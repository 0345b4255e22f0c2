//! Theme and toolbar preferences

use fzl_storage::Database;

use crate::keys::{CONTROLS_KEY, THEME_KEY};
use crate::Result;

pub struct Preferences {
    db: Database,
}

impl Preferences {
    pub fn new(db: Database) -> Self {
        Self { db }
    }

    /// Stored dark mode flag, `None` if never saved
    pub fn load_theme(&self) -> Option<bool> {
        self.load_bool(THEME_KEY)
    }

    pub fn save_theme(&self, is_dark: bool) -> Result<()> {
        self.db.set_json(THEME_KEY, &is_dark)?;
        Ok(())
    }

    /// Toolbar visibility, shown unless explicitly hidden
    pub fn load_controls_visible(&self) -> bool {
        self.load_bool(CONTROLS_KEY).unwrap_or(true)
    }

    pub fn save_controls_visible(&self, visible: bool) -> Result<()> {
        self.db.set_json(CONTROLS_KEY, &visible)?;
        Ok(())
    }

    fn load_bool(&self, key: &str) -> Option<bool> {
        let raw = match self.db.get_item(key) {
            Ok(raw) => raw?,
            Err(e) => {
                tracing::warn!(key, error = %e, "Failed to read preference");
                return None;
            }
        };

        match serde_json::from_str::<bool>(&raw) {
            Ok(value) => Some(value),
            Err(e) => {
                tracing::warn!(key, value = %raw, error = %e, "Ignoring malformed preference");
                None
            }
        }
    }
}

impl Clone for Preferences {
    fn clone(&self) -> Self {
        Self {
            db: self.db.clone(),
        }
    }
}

______________________________

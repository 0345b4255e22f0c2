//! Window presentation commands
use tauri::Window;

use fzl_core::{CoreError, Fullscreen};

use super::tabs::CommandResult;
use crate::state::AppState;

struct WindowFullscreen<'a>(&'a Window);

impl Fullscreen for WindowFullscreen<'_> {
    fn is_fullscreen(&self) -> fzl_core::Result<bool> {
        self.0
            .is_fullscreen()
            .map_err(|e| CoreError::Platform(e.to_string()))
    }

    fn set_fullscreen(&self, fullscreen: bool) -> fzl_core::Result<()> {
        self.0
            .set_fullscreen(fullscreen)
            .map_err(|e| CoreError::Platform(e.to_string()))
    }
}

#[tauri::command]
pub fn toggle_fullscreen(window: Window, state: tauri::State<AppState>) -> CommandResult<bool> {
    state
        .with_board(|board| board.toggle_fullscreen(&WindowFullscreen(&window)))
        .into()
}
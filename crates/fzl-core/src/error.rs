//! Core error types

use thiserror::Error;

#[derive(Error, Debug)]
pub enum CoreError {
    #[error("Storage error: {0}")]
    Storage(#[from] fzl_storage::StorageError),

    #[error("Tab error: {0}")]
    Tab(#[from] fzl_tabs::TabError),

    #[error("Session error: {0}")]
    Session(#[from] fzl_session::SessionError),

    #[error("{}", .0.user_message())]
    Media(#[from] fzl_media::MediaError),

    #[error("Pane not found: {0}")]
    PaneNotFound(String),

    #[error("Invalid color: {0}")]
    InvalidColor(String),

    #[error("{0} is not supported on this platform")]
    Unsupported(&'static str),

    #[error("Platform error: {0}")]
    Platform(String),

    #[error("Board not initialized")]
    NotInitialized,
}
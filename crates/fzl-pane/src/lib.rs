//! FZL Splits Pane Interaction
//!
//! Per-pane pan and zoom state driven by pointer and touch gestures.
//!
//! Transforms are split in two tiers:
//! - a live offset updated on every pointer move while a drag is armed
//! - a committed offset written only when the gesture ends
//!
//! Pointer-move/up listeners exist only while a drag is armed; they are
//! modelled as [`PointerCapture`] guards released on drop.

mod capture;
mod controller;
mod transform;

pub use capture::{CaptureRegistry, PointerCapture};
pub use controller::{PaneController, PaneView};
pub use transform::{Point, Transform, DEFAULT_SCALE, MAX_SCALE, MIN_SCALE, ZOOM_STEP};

______________________________

## TO DO
Copy out every line from the material above where the string "warn" turns up.

## SOLUTION TO THE EXERCISE
                tracing::warn!(key, error = %e, "Failed to read preference");
                tracing::warn!(key, value = %raw, error = %e, "Ignoring malformed preference");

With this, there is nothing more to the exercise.